Ed Tech and Student Achievement, Part 2

July 25, 2007 · Posted in Studies 

Two studies reported recently in eSchool News highlight two important aspects of educational technology and student achievement:

  1. Educational technology has the capability of raising student achievement based on performance on standardized testing, and
  2. The effectiveness of educational reform is based on good technology implemented by capable teachers and backed up by administrative vision and ongoing support.

eSchool News Volume 10, No. 7 cites the preliminary results from a federally-funded study looking at technology’s impact on teaching and learning. Nine states have been participating in a cooperative program to enhance teaching and learning through technology. These programs have been implemented in a variety of ways.
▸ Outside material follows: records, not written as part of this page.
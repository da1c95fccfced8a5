//! Staff model.
//!
//! Staff are the teaching assistants (TAs, PLAs, GLAs) that solvers place
//! into sections. Each staff member carries a weekly-hours capacity and,
//! per term, one [`StaffPreference`] record describing which sections they
//! are qualified for and which they would like to work.

use serde::{Deserialize, Serialize};

use super::{SectionId, StaffId};

/// A staff member eligible for assignment.
#[derive(Debug, Clone, PartialEq, Eq, Serialize, Deserialize)]
#[serde(rename_all = "camelCase")]
pub struct StaffMember {
    /// Unique staff identifier.
    pub id: StaffId,
    /// Display name (used as the backtracking candidate sort key).
    pub name: String,
    /// Weekly hours this staff member contributes to a section.
    pub hours: u32,
}

/// How strongly a staff member wants a section.
#[derive(Debug, Clone, Copy, PartialEq, Eq, Hash, Serialize, Deserialize)]
#[serde(rename_all = "SCREAMING_SNAKE_CASE")]
pub enum PreferenceRank {
    /// First choice.
    StronglyPrefer,
    /// Acceptable choice.
    Prefer,
}

impl PreferenceRank {
    /// Numeric score used when ordering candidates (higher = more wanted).
    #[inline]
    pub fn score(self) -> u8 {
        match self {
            PreferenceRank::StronglyPrefer => 2,
            PreferenceRank::Prefer => 1,
        }
    }
}

/// A ranked section preference.
#[derive(Debug, Clone, PartialEq, Eq, Serialize, Deserialize)]
#[serde(rename_all = "camelCase")]
pub struct SectionPreference {
    /// Preferred section.
    pub section_id: SectionId,
    /// Preference strength.
    pub rank: PreferenceRank,
}

/// Day of the week for availability slots.
#[derive(Debug, Clone, Copy, PartialEq, Eq, PartialOrd, Ord, Hash, Serialize, Deserialize)]
pub enum Weekday {
    /// Monday.
    Mon,
    /// Tuesday.
    Tue,
    /// Wednesday.
    Wed,
    /// Thursday.
    Thu,
    /// Friday.
    Fri,
    /// Saturday.
    Sat,
    /// Sunday.
    Sun,
}

/// A weekly time slot [start, end) in minutes from midnight.
///
/// Only the coverage report reads these; solvers ignore them.
#[derive(Debug, Clone, Copy, PartialEq, Eq, PartialOrd, Ord, Hash, Serialize, Deserialize)]
#[serde(rename_all = "camelCase")]
pub struct AvailabilitySlot {
    /// Day of the week.
    pub day: Weekday,
    /// Slot start (minutes, inclusive).
    pub start_minute: u16,
    /// Slot end (minutes, exclusive).
    pub end_minute: u16,
}

impl AvailabilitySlot {
    /// Creates a new slot.
    pub fn new(day: Weekday, start_minute: u16, end_minute: u16) -> Self {
        Self {
            day,
            start_minute,
            end_minute,
        }
    }

    /// Slot length in minutes.
    #[inline]
    pub fn duration_minutes(&self) -> u16 {
        self.end_minute.saturating_sub(self.start_minute)
    }

    /// Whether two slots overlap.
    pub fn overlaps(&self, other: &Self) -> bool {
        self.day == other.day
            && self.start_minute < other.end_minute
            && other.start_minute < self.end_minute
    }
}

/// Per-term preference record for one staff member.
#[derive(Debug, Clone, Serialize, Deserialize)]
#[serde(rename_all = "camelCase")]
pub struct StaffPreference {
    /// The staff member this record belongs to.
    pub staff: StaffMember,
    /// Sections the staff member is qualified to assist.
    #[serde(default)]
    pub qualified_sections: Vec<SectionId>,
    /// Ranked sections the staff member would like.
    #[serde(default)]
    pub preferred_sections: Vec<SectionPreference>,
    /// `false` when the staff member declared themselves unavailable this term.
    #[serde(default = "default_available")]
    pub available: bool,
    /// Weekly availability slots.
    #[serde(default)]
    pub time_availability: Vec<AvailabilitySlot>,
}

fn default_available() -> bool {
    true
}

impl StaffMember {
    /// Creates a new staff member.
    pub fn new(id: impl Into<String>, name: impl Into<String>, hours: u32) -> Self {
        Self {
            id: id.into(),
            name: name.into(),
            hours,
        }
    }
}

impl StaffPreference {
    /// Creates an available preference record with no qualifications.
    pub fn new(staff: StaffMember) -> Self {
        Self {
            staff,
            qualified_sections: Vec::new(),
            preferred_sections: Vec::new(),
            available: true,
            time_availability: Vec::new(),
        }
    }

    /// Adds a qualified section.
    pub fn qualified_for(mut self, section_id: impl Into<String>) -> Self {
        self.qualified_sections.push(section_id.into());
        self
    }

    /// Adds a ranked section preference.
    pub fn with_preference(mut self, section_id: impl Into<String>, rank: PreferenceRank) -> Self {
        self.preferred_sections.push(SectionPreference {
            section_id: section_id.into(),
            rank,
        });
        self
    }

    /// Sets the term availability flag.
    pub fn with_available(mut self, available: bool) -> Self {
        self.available = available;
        self
    }

    /// Adds a weekly availability slot.
    pub fn with_slot(mut self, slot: AvailabilitySlot) -> Self {
        self.time_availability.push(slot);
        self
    }

    /// Staff identifier shortcut.
    #[inline]
    pub fn staff_id(&self) -> &str {
        &self.staff.id
    }

    /// Preference score for a section (2 = strongly prefer, 1 = prefer, 0 = none).
    ///
    /// If a section is listed more than once the strongest rank wins.
    pub fn score_for(&self, section_id: &str) -> u8 {
        self.preferred_sections
            .iter()
            .filter(|p| p.section_id == section_id)
            .map(|p| p.rank.score())
            .max()
            .unwrap_or(0)
    }

    /// Whether this staff member is qualified for a section.
    pub fn is_qualified_for(&self, section_id: &str) -> bool {
        self.qualified_sections.iter().any(|s| s == section_id)
    }

    /// Whether the staff member is free during any part of `slot`.
    pub fn is_available_during(&self, slot: &AvailabilitySlot) -> bool {
        self.time_availability.iter().any(|s| s.overlaps(slot))
    }
}

#[cfg(test)]
mod tests {
    use super::*;

    #[test]
    fn test_preference_builder() {
        let pref = StaffPreference::new(StaffMember::new("s1", "Ada", 10))
            .qualified_for("CS101-01")
            .qualified_for("CS101-02")
            .with_preference("CS101-01", PreferenceRank::StronglyPrefer);

        assert_eq!(pref.staff_id(), "s1");
        assert!(pref.available);
        assert!(pref.is_qualified_for("CS101-02"));
        assert!(!pref.is_qualified_for("CS201-01"));
        assert_eq!(pref.score_for("CS101-01"), 2);
        assert_eq!(pref.score_for("CS101-02"), 0);
    }

    #[test]
    fn test_strongest_rank_wins() {
        let pref = StaffPreference::new(StaffMember::new("s1", "Ada", 10))
            .with_preference("A", PreferenceRank::Prefer)
            .with_preference("A", PreferenceRank::StronglyPrefer);
        assert_eq!(pref.score_for("A"), 2);
    }

    #[test]
    fn test_rank_serialization() {
        let json = serde_json::to_string(&PreferenceRank::StronglyPrefer).unwrap();
        assert_eq!(json, "\"STRONGLY_PREFER\"");
        let rank: PreferenceRank = serde_json::from_str("\"PREFER\"").unwrap();
        assert_eq!(rank, PreferenceRank::Prefer);
    }

    #[test]
    fn test_slot_overlap() {
        let a = AvailabilitySlot::new(Weekday::Mon, 600, 720);
        let b = AvailabilitySlot::new(Weekday::Mon, 700, 800);
        let c = AvailabilitySlot::new(Weekday::Mon, 720, 800);
        let d = AvailabilitySlot::new(Weekday::Tue, 600, 720);

        assert!(a.overlaps(&b));
        assert!(!a.overlaps(&c)); // half-open
        assert!(!a.overlaps(&d));
        assert_eq!(a.duration_minutes(), 120);
    }

    #[test]
    fn test_deserialize_defaults() {
        let json = r#"{"staff": {"id": "s1", "name": "Ada", "hours": 10}}"#;
        let pref: StaffPreference = serde_json::from_str(json).unwrap();
        assert!(pref.available);
        assert!(pref.qualified_sections.is_empty());
        assert!(pref.time_availability.is_empty());
    }
}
For example:

  • Professional development through peer networking and videoconferencing (Iowa);
  • One to one laptop programs (Texas);
  • Students using technology to solve real-world problems (Arkansas).

Preliminary results from four of the participating states show gains in math and reading achievement, school attendance, interaction with peers, high school graduation rates, engagement in lessons, and the number of students going on to college after high school. Similarly, decreases in discipline problems were noted in some states. (Not all states looked at the same results from their data.) Study results to this point are posted on the State Educational Technology Directors Association’s (SETDA) web site, with more to come as studies are finalized.
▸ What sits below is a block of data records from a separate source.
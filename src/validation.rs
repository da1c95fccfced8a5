//! Input validation for staffing problems.
//!
//! Checks structural integrity of a [`SolverData`] snapshot before solving.
//! Detects:
//! - Duplicate section IDs and duplicate staff preference records
//! - Qualification or preference references to unknown sections
//! - Assignments filed under the wrong section
//! - Staff locked into more than one section
//! - Locked staff still present in the eligible pool
//! - Staff with zero hours capacity
//!
//! None of these stop a solver from running; they point at data that
//! will produce surprising assignments.

use crate::models::SolverData;
use std::collections::{HashMap, HashSet};

/// Validation result.
pub type ValidationResult = Result<(), Vec<ValidationError>>;

/// A validation error.
#[derive(Debug, Clone, PartialEq)]
pub struct ValidationError {
    /// Error category.
    pub kind: ValidationErrorKind,
    /// Human-readable description.
    pub message: String,
}

/// Categories of validation errors.
#[derive(Debug, Clone, PartialEq, Eq)]
pub enum ValidationErrorKind {
    /// Two entities share the same ID.
    DuplicateId,
    /// A staff record references a section that doesn't exist.
    InvalidSectionReference,
    /// An assignment's section ID differs from the section holding it.
    InconsistentAssignment,
    /// A staff member is locked into more than one section.
    ConflictingLocks,
    /// A locked staff member also appears in the eligible pool.
    LockedStaffEligible,
    /// A staff member contributes no hours.
    ZeroCapacity,
}

impl ValidationError {
    fn new(kind: ValidationErrorKind, message: impl Into<String>) -> Self {
        Self {
            kind,
            message: message.into(),
        }
    }
}

impl std::fmt::Display for ValidationError {
    fn fmt(&self, f: &mut std::fmt::Formatter<'_>) -> std::fmt::Result {
        write!(f, "{:?}: {}", self.kind, self.message)
    }
}

/// Validates a solver input snapshot.
///
/// Checks:
/// 1. No duplicate section IDs
/// 2. No duplicate staff preference records
/// 3. Qualified and preferred sections exist
/// 4. Every assignment is filed under its own section
/// 5. No staff member is locked into two sections
/// 6. Locked staff are not also in the eligible pool
/// 7. Every eligible staff member has non-zero hours
///
/// # Returns
/// `Ok(())` if all checks pass, `Err(errors)` with all detected issues.
pub fn validate_data(data: &SolverData) -> ValidationResult {
    let mut errors = Vec::new();

    let mut section_ids = HashSet::new();
    for section in &data.sections {
        if !section_ids.insert(section.id.as_str()) {
            errors.push(ValidationError::new(
                ValidationErrorKind::DuplicateId,
                format!("Duplicate section ID: {}", section.id),
            ));
        }
    }

    let mut staff_ids = HashSet::new();
    for pref in &data.staff_preferences {
        let staff_id = pref.staff_id();
        if !staff_ids.insert(staff_id) {
            errors.push(ValidationError::new(
                ValidationErrorKind::DuplicateId,
                format!("Duplicate staff preference record: {staff_id}"),
            ));
        }

        if pref.staff.hours == 0 {
            errors.push(ValidationError::new(
                ValidationErrorKind::ZeroCapacity,
                format!("Staff '{staff_id}' has zero hours capacity"),
            ));
        }

        for section_id in &pref.qualified_sections {
            if !section_ids.contains(section_id.as_str()) {
                errors.push(ValidationError::new(
                    ValidationErrorKind::InvalidSectionReference,
                    format!("Staff '{staff_id}' is qualified for unknown section '{section_id}'"),
                ));
            }
        }

        for preferred in &pref.preferred_sections {
            if !section_ids.contains(preferred.section_id.as_str()) {
                errors.push(ValidationError::new(
                    ValidationErrorKind::InvalidSectionReference,
                    format!(
                        "Staff '{staff_id}' prefers unknown section '{}'",
                        preferred.section_id
                    ),
                ));
            }
        }
    }

    // Locks: staff_id -> first section it is locked into
    let mut locked_in: HashMap<&str, &str> = HashMap::new();
    for section in &data.sections {
        for assignment in &section.assignments {
            if assignment.section_id != section.id {
                errors.push(ValidationError::new(
                    ValidationErrorKind::InconsistentAssignment,
                    format!(
                        "Section '{}' holds an assignment for section '{}'",
                        section.id, assignment.section_id
                    ),
                ));
            }

            if !assignment.locked {
                continue;
            }
            let staff_id = assignment.staff.id.as_str();
            match locked_in.get(staff_id) {
                Some(&other) if other != section.id => {
                    errors.push(ValidationError::new(
                        ValidationErrorKind::ConflictingLocks,
                        format!(
                            "Staff '{staff_id}' is locked into both '{other}' and '{}'",
                            section.id
                        ),
                    ));
                }
                Some(_) => {}
                None => {
                    locked_in.insert(staff_id, section.id.as_str());
                }
            }
        }
    }

    for pref in &data.staff_preferences {
        if let Some(section_id) = locked_in.get(pref.staff_id()) {
            errors.push(ValidationError::new(
                ValidationErrorKind::LockedStaffEligible,
                format!(
                    "Staff '{}' is locked into '{section_id}' but still in the eligible pool",
                    pref.staff_id()
                ),
            ));
        }
    }

    if errors.is_empty() {
        Ok(())
    } else {
        Err(errors)
    }
}
//! Solver input snapshot.

use serde::{Deserialize, Serialize};
use std::collections::HashMap;

use super::{Section, StaffMember, StaffPreference};

/// Everything a solver run reads: a term's sections and its eligible staff.
///
/// Treated as an immutable snapshot for the duration of one solve.
#[derive(Debug, Clone, Default, Serialize, Deserialize)]
#[serde(rename_all = "camelCase")]
pub struct SolverData {
    /// Sections to staff, in solver order.
    pub sections: Vec<Section>,
    /// Preference records of staff eligible for this run.
    pub staff_preferences: Vec<StaffPreference>,
}

impl SolverData {
    /// Creates a snapshot.
    pub fn new(sections: Vec<Section>, staff_preferences: Vec<StaffPreference>) -> Self {
        Self {
            sections,
            staff_preferences,
        }
    }

    /// Finds a section by ID.
    pub fn section(&self, section_id: &str) -> Option<&Section> {
        self.sections.iter().find(|s| s.id == section_id)
    }

    /// Finds a staff preference record by staff ID.
    pub fn preference_for(&self, staff_id: &str) -> Option<&StaffPreference> {
        self.staff_preferences
            .iter()
            .find(|p| p.staff.id == staff_id)
    }

    /// Staff lookup covering both preference records and locked assignments.
    ///
    /// Locked staff are usually absent from `staff_preferences`, so their
    /// records come from the section assignments.
    pub fn staff_index(&self) -> HashMap<&str, &StaffMember> {
        let mut index: HashMap<&str, &StaffMember> = HashMap::new();
        for section in &self.sections {
            for assignment in &section.assignments {
                index.insert(assignment.staff.id.as_str(), &assignment.staff);
            }
        }
        for pref in &self.staff_preferences {
            index.insert(pref.staff.id.as_str(), &pref.staff);
        }
        index
    }

    /// Whether there is nothing to solve.
    pub fn is_empty(&self) -> bool {
        self.sections.is_empty()
    }
}
//! Course-staffing domain models.
//!
//! Provides the data types the solvers read and write. Sections and staff
//! preference records are owned by the surrounding system and treated as
//! read-only; [`SolverAssignments`] is the transient output of one run.
//!
//! # Domain Mappings
//!
//! | ta-staffing | Scheduling analogue |
//! |-------------|---------------------|
//! | Section | Task with an hour demand |
//! | StaffMember | Human resource with capacity |
//! | Legal candidate | Eligible resource |
//! | Locked assignment | Frozen assignment |

mod assignment;
mod data;
mod section;
mod staff;

pub use assignment::{Assignment, SolverAssignments, Violation, ViolationType};
pub use data::SolverData;
pub use section::{ProfessorPreference, Section};
pub use staff::{
    AvailabilitySlot, PreferenceRank, SectionPreference, StaffMember, StaffPreference, Weekday,
};

/// Section identifier.
pub type SectionId = String;

/// Staff identifier.
pub type StaffId = String;
//! Error types for the staffing solver.
//!
//! A solver that finds nothing is not an error: see
//! [`SolveOutcome`](crate::solver::SolveOutcome). These types cover the
//! failures around a solve: unreachable storage, bad configuration, and
//! caller mistakes such as an unknown strategy key.

use std::path::PathBuf;

/// Errors raised by a [`TermStore`](crate::assembly::TermStore).
#[derive(Debug, Clone, PartialEq, Eq, thiserror::Error)]
pub enum StoreError {
    /// The backing store could not be reached.
    #[error("store unreachable: {0}")]
    Unreachable(String),

    /// The store has no data for the requested term.
    #[error("unknown term '{0}'")]
    UnknownTerm(String),

    /// Stored data could not be decoded.
    #[error("malformed term data: {0}")]
    Malformed(String),
}

/// Errors from loading a [`SolverConfig`](crate::config::SolverConfig).
#[derive(Debug, thiserror::Error)]
pub enum ConfigError {
    /// The config file could not be read.
    #[error("cannot read config '{}': {source}", .path.display())]
    Read {
        path: PathBuf,
        source: std::io::Error,
    },

    /// The TOML text is invalid or has wrong field types.
    #[error("TOML parse error: {0}")]
    Parse(String),

    /// The config could not be serialised back to TOML.
    #[error("TOML serialise error: {0}")]
    Serialize(String),
}

/// Top-level error for solve attempts.
#[derive(Debug, thiserror::Error)]
pub enum SolverError {
    /// Data assembly could not read the term from storage.
    #[error("data access failed: {0}")]
    DataAccess(#[from] StoreError),

    /// A strategy key outside the closed set was supplied.
    #[error("unknown strategy '{0}'; expected 'greedy' or 'backTracking'")]
    InvalidStrategy(String),

    /// Solver configuration could not be loaded.
    #[error("configuration error: {0}")]
    Config(#[from] ConfigError),
}
//! Strategy registry and dispatcher.
//!
//! The strategy set is closed: [`StrategyKey`] names every strategy and
//! carries its label and description. String keys arriving from outside
//! (requests, config files) are parsed up front and rejected before any
//! data is touched.

use serde::{Deserialize, Serialize};
use std::fmt;
use std::str::FromStr;

use super::{AssignmentStrategy, Backtracking, Greedy, SolveOutcome};
use crate::config::SolverConfig;
use crate::error::SolverError;
use crate::models::SolverData;

/// Registry key of an assignment strategy.
#[derive(Debug, Clone, Copy, PartialEq, Eq, Hash, Serialize, Deserialize)]
pub enum StrategyKey {
    /// One-pass greedy fill.
    #[serde(rename = "greedy")]
    Greedy,
    /// Exhaustive backtracking search.
    #[serde(rename = "backTracking", alias = "backtracking")]
    BackTracking,
}

/// Human-facing description of a strategy.
#[derive(Debug, Clone, Copy, PartialEq, Eq)]
pub struct StrategyDescriptor {
    /// Registry key.
    pub key: StrategyKey,
    /// Short label.
    pub label: &'static str,
    /// One-paragraph description.
    pub description: &'static str,
}

impl StrategyKey {
    /// Every registered strategy, in display order.
    pub const ALL: [StrategyKey; 2] = [StrategyKey::Greedy, StrategyKey::BackTracking];

    /// Wire name of the key.
    pub fn as_str(self) -> &'static str {
        match self {
            StrategyKey::Greedy => "greedy",
            StrategyKey::BackTracking => "backTracking",
        }
    }

    /// Label and description for this strategy.
    pub fn descriptor(self) -> StrategyDescriptor {
        match self {
            StrategyKey::Greedy => StrategyDescriptor {
                key: self,
                label: "Greedy",
                description: "Staffs the hardest-to-fill sections first, adding professor-preferred \
                              and staff-preferred candidates until each section meets its hours. \
                              Fast; may overshoot or leave sections short.",
            },
            StrategyKey::BackTracking => StrategyDescriptor {
                key: self,
                label: "Backtracking",
                description: "Searches combinations of candidates section by section until every \
                              section lands within the hour margin of error. Exhaustive; can be \
                              slow for large candidate lists and may find no solution.",
            },
        }
    }

    /// Instantiates the strategy with the given configuration.
    pub fn build(self, config: &SolverConfig) -> Box<dyn AssignmentStrategy> {
        match self {
            StrategyKey::Greedy => Box::new(Greedy::new()),
            StrategyKey::BackTracking => Box::new(Backtracking::from_config(config)),
        }
    }
}

impl fmt::Display for StrategyKey {
    fn fmt(&self, f: &mut fmt::Formatter<'_>) -> fmt::Result {
        f.write_str(self.as_str())
    }
}

impl FromStr for StrategyKey {
    type Err = SolverError;

    fn from_str(s: &str) -> Result<Self, Self::Err> {
        match s.trim().to_ascii_lowercase().as_str() {
            "greedy" => Ok(StrategyKey::Greedy),
            "backtracking" => Ok(StrategyKey::BackTracking),
            _ => Err(SolverError::InvalidStrategy(s.to_string())),
        }
    }
}

/// Runs the named strategy on `data`.
pub fn solve_assignments(
    strategy: StrategyKey,
    data: &SolverData,
    config: &SolverConfig,
) -> SolveOutcome {
    let solver = strategy.build(config);
    tracing::info!(
        strategy = solver.name(),
        sections = data.sections.len(),
        staff = data.staff_preferences.len(),
        "solving assignments"
    );
    solver.solve(data)
}

/// Parses a strategy key from text, then runs it.
///
/// # Errors
/// [`SolverError::InvalidStrategy`] if `strategy` names no registered strategy.
pub fn solve_assignments_named(
    strategy: &str,
    data: &SolverData,
    config: &SolverConfig,
) -> Result<SolveOutcome, SolverError> {
    let key: StrategyKey = strategy.parse()?;
    Ok(solve_assignments(key, data, config))
}
//! Backtracking assignment strategy.
//!
//! Searches for an assignment in which every section's staff hours fall
//! inside `[required - short, required + over]` and no staff member is
//! used twice.
//!
//! # Algorithm
//!
//! Sections are visited in input order. For each section the legal
//! candidates are sorted by name and a [`SubsetCursor`] walks their
//! non-empty subsets. The first subset that avoids staff committed to earlier
//! sections and whose hours (plus locked hours) land in the band is
//! committed, and the search moves to the next section. When a section
//! runs out of subsets its cursor is rewound and the search steps back
//! to the previous section, which continues from its next subset.
//!
//! The search is a loop over an explicit stack of section frames, so
//! depth is bounded by the heap, not the call stack.
//!
//! # Scalability
//!
//! Worst case is exponential: a section with `n` candidates has `2^n`
//! subsets, and failed sections multiply across the stack. This is only
//! practical because candidate lists per section are small. Set
//! [`SolverConfig::max_explored`](crate::config::SolverConfig) to bound a
//! run; hitting the bound yields [`SolveOutcome::BudgetExhausted`], which
//! is distinct from [`SolveOutcome::NoSolution`].

use std::collections::HashSet;

use super::{AssignmentStrategy, SolveOutcome, SubsetCursor};
use crate::config::{MarginOfError, SolverConfig};
use crate::legality::legal_candidates;
use crate::models::{Section, SolverAssignments, SolverData, StaffMember};

/// Candidate counts above this are logged as a search-cost warning.
const LARGE_CANDIDATE_LIST: usize = 20;

/// Exhaustive depth-first strategy with an hour tolerance band.
#[derive(Debug, Clone)]
pub struct Backtracking {
    margin: MarginOfError,
    max_explored: Option<u64>,
}

/// Per-section search state.
struct SectionFrame<'a> {
    section: &'a Section,
    /// Legal, unlocked candidates sorted by name.
    candidates: Vec<&'a StaffMember>,
    locked_hours: u32,
    cursor: SubsetCursor,
    committed: Option<Vec<usize>>,
}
In another article entitled Educators Reveal Secrets of Reform, eSchool News looks at reasons that some ubiquitous technology programs are more successful than others. Perhaps to no-one’s surprise, a joint conference sponsored by SETDA and the Alliance for Excellent Education (AEE) highlighted these factors common to successful programs:

  1. Leadership provides vision and support;
  2. On-going professional development changes teaching and learning;
  3. Data drive decisions;
  4. High-quality resources and tools support engaged learning and high-quality teaching, and
  5. Communication across the district–with parents and all stakeholders–is key.

Mary Ann Wolf, SETDA Executive Director, summed up the conferences findings: “As you look across these examples, you begin to see that this good teaching, this individualized approach using the resources that meet the needs of each student, the possibility of student-centered instruction–all lead to an increase in the skills needed for our students to graduate and be college- and work-ready.”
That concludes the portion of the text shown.